● **Brief**:
Copy out each line of the data below in which "StatsTable" appears.

● **Data for this task**:

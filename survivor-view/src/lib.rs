//! Loot Survivor View Models
//!
//! Turns explore-log events and loot items into the plain data a rendering layer
//! draws: icons, titles, reward chips and item tooltips. Everything here is a pure
//! function of its inputs and the read-only catalog.

pub mod explore_log;
pub mod item_tooltip;

pub use explore_log::{
    EventView, Glyph, LogEntryView, build_event_viewmodel, present_event, present_log,
    stat_abbreviation,
};
pub use item_tooltip::{
    ItemTooltipView, PresentError, StatBonusView, TooltipCache, build_item_viewmodel,
    present_item,
};
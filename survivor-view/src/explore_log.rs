//! Explore log rows: icon, title and reward annotations per event.

use serde::Serialize;
use smallvec::SmallVec;
use std::fmt;
use survivor_game::{Catalog, DiscoveryKind, EventKind, ExploreEvent, ExploreLog, Obstacle, catalog};

const UNKNOWN_OBSTACLE: &str = "Unknown Obstacle";
const UNKNOWN_LOCATION: &str = "None";

/// Icon shown next to a log row.
#[derive(Debug, Clone, Copy, PartialEq, Eq, Hash, Serialize)]
#[serde(rename_all = "snake_case")]
pub enum Glyph {
    Discovery,
    Obstacle,
    Beast,
    Fled,
    StatUpgrade,
    LevelUp,
    Market,
    Unknown,
}

impl Glyph {
    #[must_use]
    pub const fn for_kind(kind: &EventKind) -> Self {
        match kind {
            EventKind::Discovery(_) => Self::Discovery,
            EventKind::Obstacle(_) => Self::Obstacle,
            EventKind::DefeatedBeast | EventKind::Beast(_) => Self::Beast,
            EventKind::FledBeast => Self::Fled,
            EventKind::StatUpgrade(_) => Self::StatUpgrade,
            EventKind::LevelUp { .. } => Self::LevelUp,
            EventKind::BuyItems { .. } => Self::Market,
            EventKind::Unknown { .. } => Self::Unknown,
        }
    }

    #[must_use]
    pub const fn as_str(self) -> &'static str {
        match self {
            Self::Discovery => "🌟",
            Self::Obstacle => "🕳️",
            Self::Beast => "👹",
            Self::Fled => "🏃",
            Self::StatUpgrade => "📈",
            Self::LevelUp => "🔝",
            Self::Market => "🏪",
            Self::Unknown => "❓",
        }
    }
}

impl fmt::Display for Glyph {
    fn fmt(&self, f: &mut fmt::Formatter<'_>) -> fmt::Result {
        f.write_str(self.as_str())
    }
}

#[derive(Debug, Clone, PartialEq, Eq, Serialize)]
pub struct EventView {
    pub icon: Glyph,
    pub title: String,
    /// Reward and penalty chips, in display order.
    pub annotations: SmallVec<[String; 4]>,
}

/// One rendered row plus the stable key the list keys it by.
#[derive(Debug, Clone, PartialEq, Eq, Serialize)]
pub struct LogEntryView {
    pub key: usize,
    #[serde(flatten)]
    pub event: EventView,
}

/// Format one explore event. Missing catalog entries degrade to placeholders.
#[must_use]
pub fn present_event(catalog: &Catalog, event: &ExploreEvent) -> EventView {
    EventView {
        icon: Glyph::for_kind(&event.kind),
        title: title(catalog, &event.kind),
        annotations: annotations(event),
    }
}

/// Rows for the whole log, newest first, keyed `len..=1`.
#[must_use]
pub fn present_log(catalog: &Catalog, log: &ExploreLog) -> Vec<LogEntryView> {
    let len = log.len();
    log.iter()
        .enumerate()
        .map(|(index, event)| LogEntryView {
            key: len - index,
            event: present_event(catalog, event),
        })
        .collect()
}

fn title(catalog: &Catalog, kind: &EventKind) -> String {
    match kind {
        EventKind::Beast(_) => "Encountered beast".to_string(),
        EventKind::Discovery(discovery) => match discovery.kind {
            DiscoveryKind::Gold => "Discovered Gold".to_string(),
            DiscoveryKind::Health => "Discovered Health".to_string(),
            DiscoveryKind::Loot => "Discovered Loot".to_string(),
            DiscoveryKind::Unknown => {
                log::debug!("discovery of unknown kind");
                "Discovered Unknown".to_string()
            }
        },
        EventKind::Obstacle(obstacle) => obstacle_title(catalog, obstacle),
        EventKind::DefeatedBeast => "Defeated Beast".to_string(),
        EventKind::FledBeast => "Fled from Beast".to_string(),
        EventKind::LevelUp { .. } => "Level Up".to_string(),
        EventKind::StatUpgrade(_) => "Stats Upgraded".to_string(),
        EventKind::BuyItems { .. } => "Visited Market".to_string(),
        EventKind::Unknown { tag } => {
            log::debug!("no title for explore event `{tag}`");
            "Unknown Event".to_string()
        }
    }
}

fn obstacle_title(catalog: &Catalog, obstacle: &Obstacle) -> String {
    let name = catalog.obstacle_name(obstacle.id).unwrap_or_else(|| {
        log::debug!("obstacle id {} missing from catalog", obstacle.id);
        UNKNOWN_OBSTACLE
    });
    if obstacle.avoided() {
        return format!("Avoided {name}");
    }
    let location = obstacle
        .location
        .as_deref()
        .filter(|location| !location.is_empty())
        .unwrap_or(UNKNOWN_LOCATION);
    format!("{name} hit your {location}")
}

fn annotations(event: &ExploreEvent) -> SmallVec<[String; 4]> {
    let mut out = SmallVec::new();

    if let Some(xp) = event.xp_reward.filter(|xp| *xp > 0) {
        out.push(format!("+{xp} XP"));
    }

    if let EventKind::Obstacle(obstacle) = &event.kind {
        match obstacle.damage {
            Some(0) => out.push("Avoided".to_string()),
            Some(damage) => {
                let mut text = format!("-{damage} Health");
                if obstacle.critical_hit {
                    text.push_str(" critical hit!");
                }
                out.push(text);
            }
            None => log::debug!("obstacle {} recorded without damage", obstacle.id),
        }
    }

    if let Some(gold) = event.gold_reward.filter(|gold| *gold > 0) {
        out.push(format!("+{gold} Gold"));
    }

    match &event.kind {
        EventKind::Discovery(discovery) => {
            let amount = discovery.amount;
            match discovery.kind {
                DiscoveryKind::Gold => out.push(format!("+{amount} Gold")),
                DiscoveryKind::Health => out.push(format!("+{amount} Health")),
                DiscoveryKind::Loot => out.push(format!("+{amount} Loot")),
                DiscoveryKind::Unknown => {}
            }
        }
        EventKind::StatUpgrade(stats) => {
            let increases: Vec<String> = stats
                .increases()
                .map(|(stat, value)| format!("+{value} {}", stat_abbreviation(stat)))
                .collect();
            if !increases.is_empty() {
                out.push(increases.join(", "));
            }
        }
        EventKind::LevelUp { level: Some(level) } if *level > 0 => {
            out.push(format!("Reached Level {level}"));
        }
        EventKind::BuyItems {
            potions: Some(potions),
        } => {
            if *potions > 0 {
                out.push(format!("+{potions} Potions"));
            } else {
                out.push("No Potions".to_string());
            }
        }
        _ => {}
    }

    if !event.items.is_empty() {
        out.push(format!("Equipped {} items", event.items.len()));
    }

    if let EventKind::Beast(Some(beast)) = &event.kind {
        out.push(format!("Level {} Power {}", beast.level, beast.power()));
    }

    out
}

/// First three characters of a stat name, uppercased: `strength` -> `STR`.
#[must_use]
pub fn stat_abbreviation(stat: &str) -> String {
    stat.chars().take(3).collect::<String>().to_uppercase()
}

/// Build a row view model against the embedded catalog.
#[must_use]
pub fn build_event_viewmodel(event: &ExploreEvent) -> EventView {
    present_event(catalog(), event)
}
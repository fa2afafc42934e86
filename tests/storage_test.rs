//! Integration tests for loading a data directory from disk

use std::fs;
use std::path::Path;

use ffl_draft_guide::{
    commands::{build_season::build_season_table, league_summary::league_summary},
    storage::{loader::read_season_stats, load_season_stats, StatsTable},
    DashboardContext, DataPaths, DataSet, DraftGuideError, FantasyMetric, PlayerId, Season,
    TeamRegistry,
};
use tempfile::TempDir;

const WEEKLY: &str = "\
player_id,player_display_name,position,recent_team,season,week,season_type,attempts,completions,passing_yards,passing_tds,carries,rushing_yards,rushing_tds,targets,receptions,receiving_yards,fantasy_points,fantasy_points_ppr
00-0000010,Dee Runner,RB,SD,2016,1,REG,0,0,0,0,20,100,1,4,3,25,18.5,21.5
00-0000010,Dee Runner,RB,SD,2016,2,REG,0,0,0,0,18,80,0,2,2,10,9.0,11.0
00-0000011,Cal Arm,QB,SD,2016,1,REG,38,25,300,2,2,5,0,0,0,0,20.5,20.5
00-0000012,Sam Hands,WR,LAC,2017,1,REG,0,0,0,0,0,0,0,9,6,88,14.8,20.8
00-0000013,Ken Kick,K,LAC,2017,1,REG,0,0,0,0,0,0,0,0,0,0,9.0,9.0
";

const COACHING: &str = "\
Season,Team,Team Abbr,Team ID,Coach,Coach Type,Playing Calling Duties
2016,San Diego Chargers,SD,17,Mike Flow,Head Coach,No
2016,San Diego Chargers,SD,17,Ken Whiz,Offensive Coordinator,Yes
2017,Los Angeles Chargers,LAC,17,Anthony Lynn,Head Coach,No
";

const ROSTERS: &str = "\
player_id,player_name,team,position
00-0000012,Sam Hands,LAC,WR
";

const CONTRACTS: &str = "\
gsis_id,year_signed,years,value,guaranteed,draft_year,draft_team,draft_round,draft_overall
00-0000012,2019.0,4.0,80.0,40.5,2015.0,Chargers,2.0,40.0
";

fn write(dir: &Path, name: &str, contents: &str) {
    fs::write(dir.join(name), contents).unwrap();
}

fn full_dir() -> TempDir {
    let dir = TempDir::new().unwrap();
    write(dir.path(), "weekly_stats.csv", WEEKLY);
    write(dir.path(), "coaching_staff.csv", COACHING);
    write(dir.path(), "active_rosters.csv", ROSTERS);
    write(dir.path(), "active_contracts.csv", CONTRACTS);
    dir
}

#[test]
fn test_dataset_loads_and_normalizes_directory() {
    let dir = full_dir();
    let data = DataSet::load(&DataPaths::in_dir(dir.path()), &TeamRegistry::default()).unwrap();

    assert_eq!(data.weekly().len(), 5);
    assert!(data.weekly().iter().all(|w| w.recent_team == "LAC"));
    assert_eq!(data.coaching().len(), 3);
    assert!(data.coaching().iter().all(|c| c.team_abbr == "LAC"));

    let contract = data.contract(&PlayerId::new("00-0000012")).unwrap();
    assert_eq!(contract.year_signed, Some(2019));
    assert_eq!(contract.draft_overall, Some(40));
    assert_eq!(
        data.stat_seasons().into_iter().collect::<Vec<_>>(),
        vec![Season::new(2016), Season::new(2017)]
    );
}

#[test]
fn test_optional_tables_may_be_missing() {
    let dir = TempDir::new().unwrap();
    write(dir.path(), "weekly_stats.csv", WEEKLY);

    let ctx = DashboardContext::load(Some(dir.path().to_path_buf())).unwrap();
    assert!(ctx.data.coaching().is_empty());
    assert!(ctx.data.rosters().is_empty());
    assert!(ctx.coaches.is_empty());
    // Kicker is dropped during aggregation
    assert_eq!(ctx.season_records.len(), 3);
}

#[test]
fn test_missing_statistics_is_an_error() {
    let dir = TempDir::new().unwrap();
    write(dir.path(), "coaching_staff.csv", COACHING);

    match DataSet::load(&DataPaths::in_dir(dir.path()), &TeamRegistry::default()) {
        Err(DraftGuideError::Io(e)) => assert_eq!(e.kind(), std::io::ErrorKind::NotFound),
        other => panic!("expected NotFound, got {other:?}"),
    }
}

#[test]
fn test_duplicate_roster_entry_is_rejected() {
    let dir = full_dir();
    write(
        dir.path(),
        "active_rosters.csv",
        "player_id,player_name,team,position\n00-1,A,KC,QB\n00-1,A,KC,QB\n",
    );
    match DataSet::load(&DataPaths::in_dir(dir.path()), &TeamRegistry::default()) {
        Err(DraftGuideError::DuplicateRecord { table, key }) => {
            assert_eq!(table, "active_rosters");
            assert_eq!(key, "00-1");
        }
        other => panic!("expected DuplicateRecord, got {other:?}"),
    }
}

#[test]
fn test_build_season_table_writes_readable_csv() {
    let dir = full_dir();
    let paths = DataPaths::in_dir(dir.path());

    let written = build_season_table(&paths, &TeamRegistry::default(), None).unwrap();
    assert_eq!(written, 3);

    let season = read_season_stats(&paths.season_stats).unwrap();
    assert_eq!(season.len(), 3);
    let runner = season
        .iter()
        .find(|r| r.player_id == PlayerId::new("00-0000010"))
        .unwrap();
    assert_eq!(runner.recent_team, "LAC");
    assert_eq!(runner.games_played, 2);
    assert_eq!(runner.stats.rushing_yards, 180.0);
    assert_eq!(runner.fantasy_points_ppr_pg, Some(16.25));
    // 38 pass attempts plus 40 carries
    assert_eq!(runner.team_total_plays, 78.0);

    match load_season_stats(&paths, "season").unwrap() {
        StatsTable::Season(rows) => assert_eq!(rows, season),
        StatsTable::Weekly(_) => panic!("expected season table"),
    }
}

#[test]
fn test_build_season_table_explicit_output() {
    let dir = full_dir();
    let paths = DataPaths::in_dir(dir.path());
    let target = dir.path().join("out").join("seasons.csv");

    build_season_table(&paths, &TeamRegistry::default(), Some(target.as_path())).unwrap();
    assert!(target.exists());
    assert!(!paths.season_stats.exists());
}

#[test]
fn test_season_table_alone_drives_views() {
    let source = full_dir();
    let paths = DataPaths::in_dir(source.path());
    build_season_table(&paths, &TeamRegistry::default(), None).unwrap();

    // A directory with only the pre-aggregated table
    let dir = TempDir::new().unwrap();
    fs::copy(&paths.season_stats, dir.path().join("season_stats.csv")).unwrap();

    let ctx = DashboardContext::load(Some(dir.path().to_path_buf())).unwrap();
    assert!(ctx.data.weekly().is_empty());
    assert_eq!(ctx.season_records.len(), 3);
    assert!(league_summary(&ctx, Season::new(2016), FantasyMetric::Ppr).is_available());
}

#[test]
fn test_invalid_level_checked_before_io() {
    let dir = TempDir::new().unwrap();
    match load_season_stats(&DataPaths::in_dir(dir.path()), "monthly") {
        Err(DraftGuideError::InvalidLevel { level }) => assert_eq!(level, "monthly"),
        other => panic!("expected InvalidLevel, got {other:?}"),
    }
}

● **Result below**:
    storage::{loader::read_season_stats, load_season_stats, StatsTable},
        StatsTable::Season(rows) => assert_eq!(rows, season),
        StatsTable::Weekly(_) => panic!("expected season table"),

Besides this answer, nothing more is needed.